Он страстною, неестественною любовью любил заседать, в особенности председательствовать. Заседая - священнодействовал. Резолюция, поправка, голосование, устав, пункт, параграф -- эти слова нежили его слух. Открывать заседание, закрывать заседание, предоставлять слово, лишать слова "дискреционною властью председателя", звонить в колокольчик, интимно склоняться к секретарю, прося "занести в протокол",- все это было для него наслаждение, "театр для себя", предвкушение грядущих двух строк в истории литературы. В эпоху 1907-1914 гг. он заседал по три раза в день, где надо и где не надо. Заседаниям жертвовал совестью, друзьями, женщинами. В конце девяностых или в начале девятисотых годов он, декадент, прославленный эпатированием буржуа, любящий только то, что "порочно" и "странно",вздумал, в качестве домовладельца, баллотироваться в гласные городской думы тех времен! В качестве председателя дирекции Литературно-Художественного Кружка часами совещался с буфетчиком на тему о завтрашнем дежурном блюде.
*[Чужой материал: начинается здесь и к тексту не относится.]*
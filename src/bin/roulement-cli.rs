#![forbid(unsafe_code)]
use anyhow::{Context, Result};
use chrono::{NaiveDate, NaiveTime, TimeZone, Timelike, Utc};
use clap::{Parser, Subcommand};
use roulement::{
    calendar, io,
    model::{MemberGroup, ShiftConstraint},
    repository::DiscardSink,
    scheduler::{
        self, CancelToken, ConflictKind, PlanOptions, PlanReport, PlannedOccurrence, Scheduler,
    },
    storage::{Dataset, JsonStorage, Staffing, Storage},
    template::{derive_overlap_constraints, ShiftTemplate},
    AvailabilityIndex, ConstraintTable, HistoryTracker, StaffingStatus,
};
#[cfg(feature = "logging")]
use tracing_subscriber::{fmt::Subscriber, EnvFilter};

/// CLI de planification de gardes récurrentes (sans base de données)
#[derive(Parser, Debug)]
#[command(author, version, about)]
struct Cli {
    /// Active les logs (feature `logging`)
    #[arg(long, global = true)]
    log: bool,

    /// Fichier JSON du jeu de données
    #[arg(long, global = true, default_value = "roulement.json")]
    data: String,

    #[command(subcommand)]
    cmd: Commands,
}

#[derive(Subcommand, Debug)]
enum Commands {
    /// Créer un groupe de membres
    AddGroup {
        #[arg(long)]
        name: String,
    },

    /// Importer des membres depuis un CSV (`name,email[,group]`)
    ImportMembers {
        #[arg(long)]
        csv: String,
    },

    /// Importer des indisponibilités depuis un CSV (`email,start,end[,description]`)
    ImportRequests {
        #[arg(long)]
        csv: String,
    },

    /// Créer un template de créneau
    AddTemplate {
        #[arg(long)]
        name: String,
        /// Heure de début UTC, `HH:MM`
        #[arg(long)]
        start: String,
        #[arg(long)]
        duration_minutes: i64,
        /// Jours actifs "1,3,5" (0 = dimanche … 6 = samedi)
        #[arg(long)]
        days: String,
    },

    /// Interdire `template` à qui a fait l'un des `within` derniers `linked`
    AddConstraint {
        #[arg(long)]
        template: String,
        #[arg(long)]
        linked: String,
        #[arg(long, default_value_t = 1)]
        within: u32,
    },

    /// Générer les contraintes des templates qui se chevauchent
    DeriveConstraints,

    /// Rattacher des groupes (et un effectif) à un template
    Staff {
        #[arg(long)]
        template: String,
        /// liste "groupe1,groupe2,..."
        #[arg(long)]
        groups: String,
        #[arg(long)]
        headcount: Option<u32>,
    },

    /// Planifier les créneaux de `[start, end)`
    Plan {
        /// YYYY-MM-DD
        #[arg(long)]
        start: String,
        /// YYYY-MM-DD (exclu)
        #[arg(long)]
        end: String,
        /// Ne rien enregistrer
        #[arg(long)]
        dry_run: bool,
        /// Planifier en parallèle les templates indépendants
        #[arg(long)]
        parallel: bool,
        #[arg(long)]
        out_csv: Option<String>,
    },

    /// Lister les créneaux enregistrés
    List {
        #[arg(long)]
        out_json: Option<String>,
    },

    /// Vérifier les créneaux enregistrés
    Check {
        /// Export CSV des conflits (optionnel)
        #[arg(long)]
        report: Option<String>,
    },

    /// Exporter les calendriers ICS (un par membre + all.ics)
    Ics {
        #[arg(long)]
        out_dir: String,
        /// YYYY-MM-DD
        #[arg(long)]
        start: String,
        /// YYYY-MM-DD (exclu)
        #[arg(long)]
        end: String,
    },
}

fn main() -> Result<()> {
    let cli = Cli::parse();

    #[cfg(feature = "logging")]
    if cli.log {
        if let Err(err) = Subscriber::builder()
            .with_env_filter(EnvFilter::from_default_env())
            .try_init()
        {
            eprintln!("logging disabled: {err}");
        }
    }

    let storage = JsonStorage::open(&cli.data)?;
    let mut dataset = if storage.path().exists() {
        storage.load()?
    } else {
        Dataset::default()
    };

    let code = match cli.cmd {
        Commands::AddGroup { name } => {
            let id = dataset.add_group(MemberGroup::new(name)?)?;
            storage.save(&dataset)?;
            println!("{id}");
            0
        }
        Commands::ImportMembers { csv } => {
            let members = io::import_members_csv(csv, &dataset.groups)?;
            let count = members.len();
            for member in members {
                dataset.add_member(member)?;
            }
            storage.save(&dataset)?;
            println!("{count} member(s) imported");
            0
        }
        Commands::ImportRequests { csv } => {
            let requests = io::import_requests_csv(csv, &dataset.members)?;
            let count = requests.len();
            for request in requests {
                dataset.add_request(request)?;
            }
            storage.save(&dataset)?;
            println!("{count} request(s) imported");
            0
        }
        Commands::AddTemplate {
            name,
            start,
            duration_minutes,
            days,
        } => {
            let time = NaiveTime::parse_from_str(&start, "%H:%M")
                .with_context(|| format!("invalid start time: {start}"))?;
            let template = ShiftTemplate::new(
                name,
                time.num_seconds_from_midnight(),
                duration_minutes
                    .checked_mul(60)
                    .with_context(|| format!("duration too large: {duration_minutes} minutes"))?,
                parse_days(&days)?,
            )?;
            let id = dataset.add_template(template)?;
            storage.save(&dataset)?;
            println!("{id}");
            0
        }
        Commands::AddConstraint {
            template,
            linked,
            within,
        } => {
            let owner = template_id(&dataset, &template)?;
            let linked = template_id(&dataset, &linked)?;
            dataset.add_constraint(ShiftConstraint::new(owner, linked, within)?)?;
            storage.save(&dataset)?;
            0
        }
        Commands::DeriveConstraints => {
            let derived = derive_overlap_constraints(&dataset.templates);
            let summary = dataset.merge_constraints(derived);
            storage.save(&dataset)?;
            println!(
                "created {}, updated {}, unchanged {}",
                summary.created, summary.updated, summary.unchanged
            );
            0
        }
        Commands::Staff {
            template,
            groups,
            headcount,
        } => {
            let template = template_id(&dataset, &template)?;
            let mut ids = Vec::new();
            for name in groups.split(',').map(str::trim).filter(|s| !s.is_empty()) {
                let group = dataset
                    .find_group_by_name(name)
                    .ok_or_else(|| anyhow::anyhow!("unknown group: {}", name))?;
                ids.push(group.id.clone());
            }
            dataset.set_staffing(Staffing {
                template,
                groups: ids,
                headcount,
            })?;
            storage.save(&dataset)?;
            0
        }
        Commands::Plan {
            start,
            end,
            dry_run,
            parallel,
            out_csv,
        } => {
            let input = dataset.plan_input(parse_date(&start)?, parse_date(&end)?);
            let mut scheduler = Scheduler::load(&dataset, &input, PlanOptions::default())?;
            let cancel = CancelToken::new();
            let report = match (dry_run, parallel) {
                (true, false) => scheduler.run(&input, &mut DiscardSink)?,
                (true, true) => scheduler.run_partitioned(&input, &mut DiscardSink, &cancel)?,
                (false, false) => scheduler.run(&input, &mut dataset)?,
                (false, true) => scheduler.run_partitioned(&input, &mut dataset, &cancel)?,
            };
            if !dry_run {
                storage.save(&dataset)?;
            }
            if let Some(path) = out_csv {
                io::export_plan_csv(path, &report, &dataset)?;
            }
            print_plan(&report, &dataset);
            if report.is_fully_staffed() {
                0
            } else {
                eprintln!("{} understaffed occurrence(s)", report.understaffed().count());
                // Code 2 = WARNING/INCOMPLETE
                2
            }
        }
        Commands::List { out_json } => {
            if let Some(path) = out_json {
                io::export_dataset_json(path, &dataset)?;
            }
            let mut occurrences: Vec<_> = dataset.occurrences.iter().collect();
            occurrences.sort_by(|a, b| {
                a.start
                    .cmp(&b.start)
                    .then_with(|| a.template.cmp(&b.template))
            });
            for o in occurrences {
                println!(
                    "{} | {} → {} | {}",
                    o.id.as_str(),
                    o.start.to_rfc3339(),
                    o.end.to_rfc3339(),
                    member_list(&dataset, o.assigned.iter())
                );
            }
            0
        }
        Commands::Check { report } => {
            let conflicts = check_stored(&dataset)?;
            if conflicts.is_empty() {
                println!("OK: no conflicts");
                0
            } else {
                eprintln!("Found {} conflict(s)", conflicts.len());
                if let Some(path) = report {
                    let mut w = csv::Writer::from_path(path)?;
                    w.write_record(["occurrence", "member", "kind", "detail"])?;
                    for c in &conflicts {
                        let (kind, detail) = match &c.kind {
                            ConflictKind::Unavailable => ("unavailable", String::new()),
                            ConflictKind::ConstraintViolation(id) => ("constraint", id.to_string()),
                            ConflictKind::Understaffed { missing } => {
                                ("understaffed", missing.to_string())
                            }
                        };
                        w.write_record([
                            c.occurrence.as_str(),
                            c.member.as_ref().map(|m| m.as_str()).unwrap_or(""),
                            kind,
                            detail.as_str(),
                        ])?;
                    }
                    w.flush()?;
                }
                2
            }
        }
        Commands::Ics {
            out_dir,
            start,
            end,
        } => {
            let start = Utc.from_utc_datetime(&parse_date(&start)?.and_time(NaiveTime::MIN));
            let end = Utc.from_utc_datetime(&parse_date(&end)?.and_time(NaiveTime::MIN));
            let written =
                calendar::export_all_members_ics(&dataset, out_dir, start, end, Utc::now())?;
            println!("{} calendar file(s) written", written.len());
            0
        }
    };

    std::process::exit(code);
}

fn parse_date(raw: &str) -> Result<NaiveDate> {
    NaiveDate::parse_from_str(raw.trim(), "%Y-%m-%d")
        .with_context(|| format!("invalid date (expected YYYY-MM-DD): {raw}"))
}

fn parse_days(raw: &str) -> Result<Vec<u8>> {
    raw.split(',')
        .map(str::trim)
        .filter(|s| !s.is_empty())
        .map(|s| s.parse::<u8>().with_context(|| format!("invalid weekday: {s}")))
        .collect()
}

fn template_id(dataset: &Dataset, name: &str) -> Result<roulement::TemplateId> {
    dataset
        .find_template_by_name(name)
        .map(|t| t.id.clone())
        .ok_or_else(|| anyhow::anyhow!("unknown template: {}", name))
}

fn member_list<'a, I>(dataset: &Dataset, members: I) -> String
where
    I: Iterator<Item = &'a roulement::MemberId>,
{
    let names: Vec<&str> = members
        .map(|id| {
            dataset
                .find_member_by_id(id)
                .map(|m| m.email.as_str())
                .unwrap_or(id.as_str())
        })
        .collect();
    if names.is_empty() {
        "-".to_string()
    } else {
        names.join(", ")
    }
}

fn print_plan(report: &PlanReport, dataset: &Dataset) {
    for entry in &report.entries {
        let flag = match entry.status {
            StaffingStatus::Staffed => String::new(),
            StaffingStatus::Understaffed { missing } => format!(" (missing {missing})"),
        };
        println!(
            "{} | {} | {}{}",
            entry.occurrence.id.as_str(),
            entry.occurrence.start.to_rfc3339(),
            member_list(dataset, entry.occurrence.assigned.iter()),
            flag
        );
    }
    for (member, count) in report.member_load() {
        println!("{}: {count}", member_list(dataset, std::iter::once(&member)));
    }
}

/// Rejoue les créneaux enregistrés, dans l'ordre chronologique.
fn check_stored(dataset: &Dataset) -> Result<Vec<scheduler::Conflict>> {
    let constraints = ConstraintTable::build(&dataset.templates, dataset.constraints.clone())?;
    let availability = AvailabilityIndex::build(dataset.requests.clone());
    let default_headcount = PlanOptions::default().default_headcount;
    let entries: Vec<PlannedOccurrence> = dataset
        .occurrences
        .iter()
        .map(|o| {
            let required = dataset
                .headcount_of(&o.template)
                .unwrap_or(default_headcount);
            PlannedOccurrence {
                occurrence: o.clone(),
                required,
                status: StaffingStatus::from_counts(o.assigned.len(), required),
                rejections: Vec::new(),
            }
        })
        .collect();
    Ok(scheduler::audit(
        &entries,
        &constraints,
        &availability,
        &HistoryTracker::new(),
    ))
}
use crate::model::{
    string_id, ConstraintId, ModelError, OccurrenceId, ShiftConstraint, ShiftOccurrence,
};
use chrono::{DateTime, Datelike, Duration, NaiveDate, NaiveDateTime, NaiveTime, TimeZone, Utc};
use serde::{Deserialize, Serialize};
use std::collections::{BTreeMap, BTreeSet, HashSet};
use std::iter::FusedIterator;

const SECONDS_PER_DAY: i64 = 24 * 60 * 60;
/// Durée maximale d'un créneau : une semaine.
pub const MAX_DURATION_SECONDS: i64 = 7 * SECONDS_PER_DAY;

string_id!(
    /// Identifiant fort pour ShiftTemplate
    TemplateId
);

/// Définition récurrente d'un créneau : heure de début (UTC), durée, jours actifs.
///
/// Les jours suivent la numérotation des données sources : 0 = dimanche … 6 = samedi.
#[derive(Debug, Clone, PartialEq, Eq, Serialize, Deserialize)]
pub struct ShiftTemplate {
    pub id: TemplateId,
    pub name: String,
    pub seconds_since_midnight: u32,
    pub duration_seconds: i64,
    pub days: Vec<u8>,
}

impl ShiftTemplate {
    pub fn new<N: Into<String>>(
        name: N,
        seconds_since_midnight: u32,
        duration_seconds: i64,
        days: Vec<u8>,
    ) -> Result<Self, ModelError> {
        let template = Self {
            id: TemplateId::random(),
            name: name.into(),
            seconds_since_midnight,
            duration_seconds,
            days,
        };
        template.validate()?;
        Ok(template)
    }

    pub fn with_id(mut self, id: TemplateId) -> Self {
        self.id = id;
        self
    }

    pub fn validate(&self) -> Result<(), ModelError> {
        if i64::from(self.seconds_since_midnight) >= SECONDS_PER_DAY {
            return Err(ModelError::InvalidTimeOfDay(self.seconds_since_midnight));
        }
        if self.duration_seconds <= 0 {
            return Err(ModelError::NonPositiveDuration(self.duration_seconds));
        }
        if self.duration_seconds > MAX_DURATION_SECONDS {
            return Err(ModelError::DurationTooLong(self.duration_seconds));
        }
        if self.days.is_empty() {
            return Err(ModelError::EmptyWeekdays);
        }
        let mut seen = HashSet::new();
        for &day in &self.days {
            if day > 6 {
                return Err(ModelError::InvalidWeekday(day));
            }
            if !seen.insert(day) {
                return Err(ModelError::DuplicateWeekday(day));
            }
        }
        Ok(())
    }

    pub fn is_active_on(&self, weekday_from_sunday: u8) -> bool {
        self.days.contains(&weekday_from_sunday)
    }

    /// Fin du créneau en secondes depuis le minuit du jour de début (peut dépasser 86400).
    pub fn end_offset_seconds(&self) -> i64 {
        i64::from(self.seconds_since_midnight) + self.duration_seconds
    }

    /// Bornée à `MAX_DURATION_SECONDS` : un template non validé ne fait
    /// pas paniquer l'expansion.
    pub fn duration(&self) -> Duration {
        Duration::seconds(self.duration_seconds.clamp(0, MAX_DURATION_SECONDS))
    }
}

/// Déroule `template` sur les dates `[range_start, range_end)`.
///
/// Fonction pure : l'itérateur peut être cloné ou recréé à volonté.
pub fn expand(
    template: &ShiftTemplate,
    range_start: NaiveDate,
    range_end: NaiveDate,
) -> Occurrences<'_> {
    Occurrences {
        template,
        current: range_start,
        end: range_end,
    }
}

/// Séquence paresseuse des créneaux d'un template, par début croissant.
#[derive(Debug, Clone)]
pub struct Occurrences<'a> {
    template: &'a ShiftTemplate,
    current: NaiveDate,
    end: NaiveDate,
}

impl Iterator for Occurrences<'_> {
    type Item = ShiftOccurrence;

    fn next(&mut self) -> Option<Self::Item> {
        while self.current < self.end {
            let date = self.current;
            self.current = date.succ_opt().unwrap_or(self.end);
            let weekday = date.weekday().num_days_from_sunday() as u8;
            if self.template.is_active_on(weekday) {
                return Some(occurrence_on(self.template, date));
            }
        }
        None
    }

    fn size_hint(&self) -> (usize, Option<usize>) {
        let remaining = self.end.signed_duration_since(self.current).num_days().max(0) as usize;
        (0, Some(remaining))
    }
}

impl FusedIterator for Occurrences<'_> {}

/// Début (UTC) de l'occurrence du template à la date donnée.
pub fn occurrence_start(template: &ShiftTemplate, date: NaiveDate) -> DateTime<Utc> {
    let midnight = Utc.from_utc_datetime(&NaiveDateTime::new(date, NaiveTime::MIN));
    midnight + Duration::seconds(i64::from(template.seconds_since_midnight))
}

fn occurrence_on(template: &ShiftTemplate, date: NaiveDate) -> ShiftOccurrence {
    let start = occurrence_start(template, date);
    ShiftOccurrence {
        id: OccurrenceId::new(format!("{}@{}", template.id, date)),
        template: template.id.clone(),
        start,
        end: start + template.duration(),
        assigned: BTreeSet::new(),
    }
}

/// Construit les contraintes implicites entre templates qui se chevauchent.
///
/// - même jour, plages horaires qui se croisent : A→B et B→A (fenêtre 1,
///   `same_start` pour couvrir deux créneaux qui commencent ensemble) ;
/// - A déborde après minuit sur B le lendemain : B interdit à qui vient de faire A.
///
/// Résultat trié par (owner, linked), sans doublon.
pub fn derive_overlap_constraints(templates: &[ShiftTemplate]) -> Vec<ShiftConstraint> {
    // (owner, linked) -> same_start
    let mut pairs: BTreeMap<(TemplateId, TemplateId), bool> = BTreeMap::new();

    for (i, a) in templates.iter().enumerate() {
        for b in templates.iter().skip(i + 1) {
            if same_day_overlap(a, b) {
                pairs.insert((a.id.clone(), b.id.clone()), true);
                pairs.insert((b.id.clone(), a.id.clone()), true);
            }
            if spills_into_next_day(a, b) {
                pairs.entry((b.id.clone(), a.id.clone())).or_insert(false);
            }
            if spills_into_next_day(b, a) {
                pairs.entry((a.id.clone(), b.id.clone())).or_insert(false);
            }
        }
    }

    pairs
        .into_iter()
        .map(|((template, linked), same_start)| ShiftConstraint {
            id: ConstraintId::random(),
            template,
            linked,
            within_last_shifts: 1,
            same_start,
        })
        .collect()
}

fn same_day_overlap(a: &ShiftTemplate, b: &ShiftTemplate) -> bool {
    let shared_days = a.days.iter().any(|d| b.days.contains(d));
    if !shared_days {
        return false;
    }
    let a_start = i64::from(a.seconds_since_midnight);
    let b_start = i64::from(b.seconds_since_midnight);
    a_start.max(b_start) < a.end_offset_seconds().min(b.end_offset_seconds())
}

fn spills_into_next_day(earlier: &ShiftTemplate, later: &ShiftTemplate) -> bool {
    let spillover_end = earlier.end_offset_seconds() - SECONDS_PER_DAY;
    if spillover_end <= 0 {
        return false;
    }
    let next_day_active = earlier
        .days
        .iter()
        .any(|d| later.is_active_on((d + 1) % 7));
    next_day_active && i64::from(later.seconds_since_midnight) < spillover_end
}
Осенью 1914 г. он вздумал справить двадцатилетие литературной деятельности. И. И. Трояновский и г-жа Неменова-Лунц, музыкантша, составили организационную комиссию. За ужином после очередного заседания "Свободной Эстетики" прибор Брюсова был украшен цветами. Организаторы юбилея по очереди заклинали разных людей сказать речь. Никто не сказал ни слова - время было неподходящее. Брюсов уехал в Варшаву, военным корреспондентом "Русских Ведомостей". Мысли об юбилее он не оставил.

Он был антисемит. Когда одна из его сестер выходила замуж за С. В. Киссина, еврея, он не только наотрез отказался присутствовать на свадьбе, но и не поздравил молодых, а впоследствии ни разу не переступил их порога. Это было в 1909 году.

К 1914-му отношения несколько сгладились. Мобилизованный Самуил Викторович очутился чиновником санитарного ведомства в той самой Варшаве, где Брюсов жил в качестве военного корреспондента. Они иногда видались.

После неудачи московского юбилея Брюсов решил отпраздновать его хоть в Варшаве. Какие-то польские писатели согласились его чествовать. Впоследствии он рассказал мне:

- Поляки - антисемиты куда более последовательные, чем я. Когда они хотели меня чествовать, я пригласил было Самуила Викторовича, но они вычеркнули его из списка, говоря, что с евреем за стол не сядут. Пришлось отказаться от удовольствия видеть Самуила Викторовича на моем юбилее, хоть я даже указывал, что все-таки он мой родственник и поэт.